↓

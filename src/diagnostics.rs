// ABOUTME: Diagnostic sink for compile (lex/parse) and runtime errors, kept in two buckets

use crate::token::{Token, TokenKind};
use std::fmt;

/// Where in the source a diagnostic points, mirroring the `<WHERE>` clause
/// of the compile-error format.
#[derive(Debug, Clone, PartialEq)]
pub enum DiagnosticLocation {
    AtEnd,
    AtToken(String),
    Bare,
}

#[derive(Debug, Clone, PartialEq)]
pub struct Diagnostic {
    pub line: usize,
    pub location: DiagnosticLocation,
    pub message: String,
}

impl Diagnostic {
    /// `"[line L] Error<WHERE>: MESSAGE"`
    pub fn format_compile(&self) -> String {
        let where_clause = match &self.location {
            DiagnosticLocation::AtEnd => " at end".to_string(),
            DiagnosticLocation::AtToken(lexeme) => format!(" at '{}'", lexeme),
            DiagnosticLocation::Bare => String::new(),
        };
        format!(
            "[line {}] Error{}: {}",
            self.line, where_clause, self.message
        )
    }

    /// `"MESSAGE\n[line L]"`
    pub fn format_runtime(&self) -> String {
        format!("{}\n[line {}]", self.message, self.line)
    }
}

impl fmt::Display for Diagnostic {
    fn fmt(&self, f: &mut fmt::Formatter<'_>) -> fmt::Result {
        write!(f, "{}", self.format_compile())
    }
}

/// Accumulates compile and runtime diagnostics separately. Replaces the
/// source's process-wide error flags with an object threaded explicitly
/// through the lexer, parser, and interpreter.
#[derive(Debug, Default)]
pub struct DiagnosticSink {
    compile: Vec<Diagnostic>,
    runtime: Vec<Diagnostic>,
}

impl DiagnosticSink {
    pub fn new() -> Self {
        DiagnosticSink::default()
    }

    pub fn report_compile_bare(&mut self, line: usize, message: impl Into<String>) {
        self.compile.push(Diagnostic {
            line,
            location: DiagnosticLocation::Bare,
            message: message.into(),
        });
    }

    pub fn report_compile_at_token(&mut self, token: &Token, message: impl Into<String>) {
        let location = if token.kind == TokenKind::Eof {
            DiagnosticLocation::AtEnd
        } else {
            DiagnosticLocation::AtToken(token.lexeme.clone())
        };
        self.compile.push(Diagnostic {
            line: token.line,
            location,
            message: message.into(),
        });
    }

    pub fn report_runtime(&mut self, line: usize, message: impl Into<String>) {
        self.runtime.push(Diagnostic {
            line,
            location: DiagnosticLocation::Bare,
            message: message.into(),
        });
    }

    pub fn had_compile_error(&self) -> bool {
        !self.compile.is_empty()
    }

    pub fn had_runtime_error(&self) -> bool {
        !self.runtime.is_empty()
    }

    pub fn compile_diagnostics(&self) -> &[Diagnostic] {
        &self.compile
    }

    pub fn runtime_diagnostics(&self) -> &[Diagnostic] {
        &self.runtime
    }
}

#[cfg(test)]
mod tests {
    use super::*;

    #[test]
    fn test_format_compile_bare() {
        let d = Diagnostic {
            line: 3,
            location: DiagnosticLocation::Bare,
            message: "Unexpected character.".to_string(),
        };
        assert_eq!(d.format_compile(), "[line 3] Error: Unexpected character.");
    }

    #[test]
    fn test_format_compile_at_token() {
        let d = Diagnostic {
            line: 2,
            location: DiagnosticLocation::AtToken("+".to_string()),
            message: "Expect expression.".to_string(),
        };
        assert_eq!(
            d.format_compile(),
            "[line 2] Error at '+': Expect expression."
        );
    }

    #[test]
    fn test_format_compile_at_end() {
        let d = Diagnostic {
            line: 5,
            location: DiagnosticLocation::AtEnd,
            message: "Expect ';' after value.".to_string(),
        };
        assert_eq!(
            d.format_compile(),
            "[line 5] Error at end: Expect ';' after value."
        );
    }

    #[test]
    fn test_format_runtime() {
        let d = Diagnostic {
            line: 1,
            location: DiagnosticLocation::Bare,
            message: "Operands must be numbers.".to_string(),
        };
        assert_eq!(d.format_runtime(), "Operands must be numbers.\n[line 1]");
    }

    #[test]
    fn test_sink_buckets_are_independent() {
        let mut sink = DiagnosticSink::new();
        assert!(!sink.had_compile_error());
        assert!(!sink.had_runtime_error());

        sink.report_compile_bare(1, "bad char");
        assert!(sink.had_compile_error());
        assert!(!sink.had_runtime_error());

        sink.report_runtime(2, "bad op");
        assert!(sink.had_runtime_error());
        assert_eq!(sink.compile_diagnostics().len(), 1);
        assert_eq!(sink.runtime_diagnostics().len(), 1);
    }

    #[test]
    fn test_report_at_token_eof_is_at_end() {
        let mut sink = DiagnosticSink::new();
        let eof = Token::new(TokenKind::Eof, "", 4);
        sink.report_compile_at_token(&eof, "Expect expression.");
        assert_eq!(
            sink.compile_diagnostics()[0].location,
            DiagnosticLocation::AtEnd
        );
    }
}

↑

→ **TASK DETAILS**
Write out the whole listing exactly.

→ **OUTPUT FOR THIS TASK**
filename src/diagnostics.rs
// ABOUTME: Diagnostic sink for compile (lex/parse) and runtime errors, kept in two buckets

use crate::token::{Token, TokenKind};
use std::fmt;

/// Where in the source a diagnostic points, mirroring the `<WHERE>` clause
/// of the compile-error format.
#[derive(Debug, Clone, PartialEq)]
pub enum DiagnosticLocation {
    AtEnd,
    AtToken(String),
    Bare,
}

#[derive(Debug, Clone, PartialEq)]
pub struct Diagnostic {
    pub line: usize,
    pub location: DiagnosticLocation,
    pub message: String,
}

impl Diagnostic {
    /// `"[line L] Error<WHERE>: MESSAGE"`
    pub fn format_compile(&self) -> String {
        let where_clause = match &self.location {
            DiagnosticLocation::AtEnd => " at end".to_string(),
            DiagnosticLocation::AtToken(lexeme) => format!(" at '{}'", lexeme),
            DiagnosticLocation::Bare => String::new(),
        };
        format!(
            "[line {}] Error{}: {}",
            self.line, where_clause, self.message
        )
    }

    /// `"MESSAGE\n[line L]"`
    pub fn format_runtime(&self) -> String {
        format!("{}\n[line {}]", self.message, self.line)
    }
}

impl fmt::Display for Diagnostic {
    fn fmt(&self, f: &mut fmt::Formatter<'_>) -> fmt::Result {
        write!(f, "{}", self.format_compile())
    }
}

/// Accumulates compile and runtime diagnostics separately. Replaces the
/// source's process-wide error flags with an object threaded explicitly
/// through the lexer, parser, and interpreter.
#[derive(Debug, Default)]
pub struct DiagnosticSink {
    compile: Vec<Diagnostic>,
    runtime: Vec<Diagnostic>,
}

impl DiagnosticSink {
    pub fn new() -> Self {
        DiagnosticSink::default()
    }

    pub fn report_compile_bare(&mut self, line: usize, message: impl Into<String>) {
        self.compile.push(Diagnostic {
            line,
            location: DiagnosticLocation::Bare,
            message: message.into(),
        });
    }

    pub fn report_compile_at_token(&mut self, token: &Token, message: impl Into<String>) {
        let location = if token.kind == TokenKind::Eof {
            DiagnosticLocation::AtEnd
        } else {
            DiagnosticLocation::AtToken(token.lexeme.clone())
        };
        self.compile.push(Diagnostic {
            line: token.line,
            location,
            message: message.into(),
        });
    }

    pub fn report_runtime(&mut self, line: usize, message: impl Into<String>) {
        self.runtime.push(Diagnostic {
            line,
            location: DiagnosticLocation::Bare,
            message: message.into(),
        });
    }

    pub fn had_compile_error(&self) -> bool {
        !self.compile.is_empty()
    }

    pub fn had_runtime_error(&self) -> bool {
        !self.runtime.is_empty()
    }

    pub fn compile_diagnostics(&self) -> &[Diagnostic] {
        &self.compile
    }

    pub fn runtime_diagnostics(&self) -> &[Diagnostic] {
        &self.runtime
    }
}

#[cfg(test)]
mod tests {
    use super::*;

    #[test]
    fn test_format_compile_bare() {
        let d = Diagnostic {
            line: 3,
            location: DiagnosticLocation::Bare,
            message: "Unexpected character.".to_string(),
        };
        assert_eq!(d.format_compile(), "[line 3] Error: Unexpected character.");
    }

    #[test]
    fn test_format_compile_at_token() {
        let d = Diagnostic {
            line: 2,
            location: DiagnosticLocation::AtToken("+".to_string()),
            message: "Expect expression.".to_string(),
        };
        assert_eq!(
            d.format_compile(),
            "[line 2] Error at '+': Expect expression."
        );
    }

    #[test]
    fn test_format_compile_at_end() {
        let d = Diagnostic {
            line: 5,
            location: DiagnosticLocation::AtEnd,
            message: "Expect ';' after value.".to_string(),
        };
        assert_eq!(
            d.format_compile(),
            "[line 5] Error at end: Expect ';' after value."
        );
    }

    #[test]
    fn test_format_runtime() {
        let d = Diagnostic {
            line: 1,
            location: DiagnosticLocation::Bare,
            message: "Operands must be numbers.".to_string(),
        };
        assert_eq!(d.format_runtime(), "Operands must be numbers.\n[line 1]");
    }

    #[test]
    fn test_sink_buckets_are_independent() {
        let mut sink = DiagnosticSink::new();
        assert!(!sink.had_compile_error());
        assert!(!sink.had_runtime_error());

        sink.report_compile_bare(1, "bad char");
        assert!(sink.had_compile_error());
        assert!(!sink.had_runtime_error());

        sink.report_runtime(2, "bad op");
        assert!(sink.had_runtime_error());
        assert_eq!(sink.compile_diagnostics().len(), 1);
        assert_eq!(sink.runtime_diagnostics().len(), 1);
    }

    #[test]
    fn test_report_at_token_eof_is_at_end() {
        let mut sink = DiagnosticSink::new();
        let eof = Token::new(TokenKind::Eof, "", 4);
        sink.report_compile_at_token(&eof, "Expect expression.");
        assert_eq!(
            sink.compile_diagnostics()[0].location,
            DiagnosticLocation::AtEnd
        );
    }
}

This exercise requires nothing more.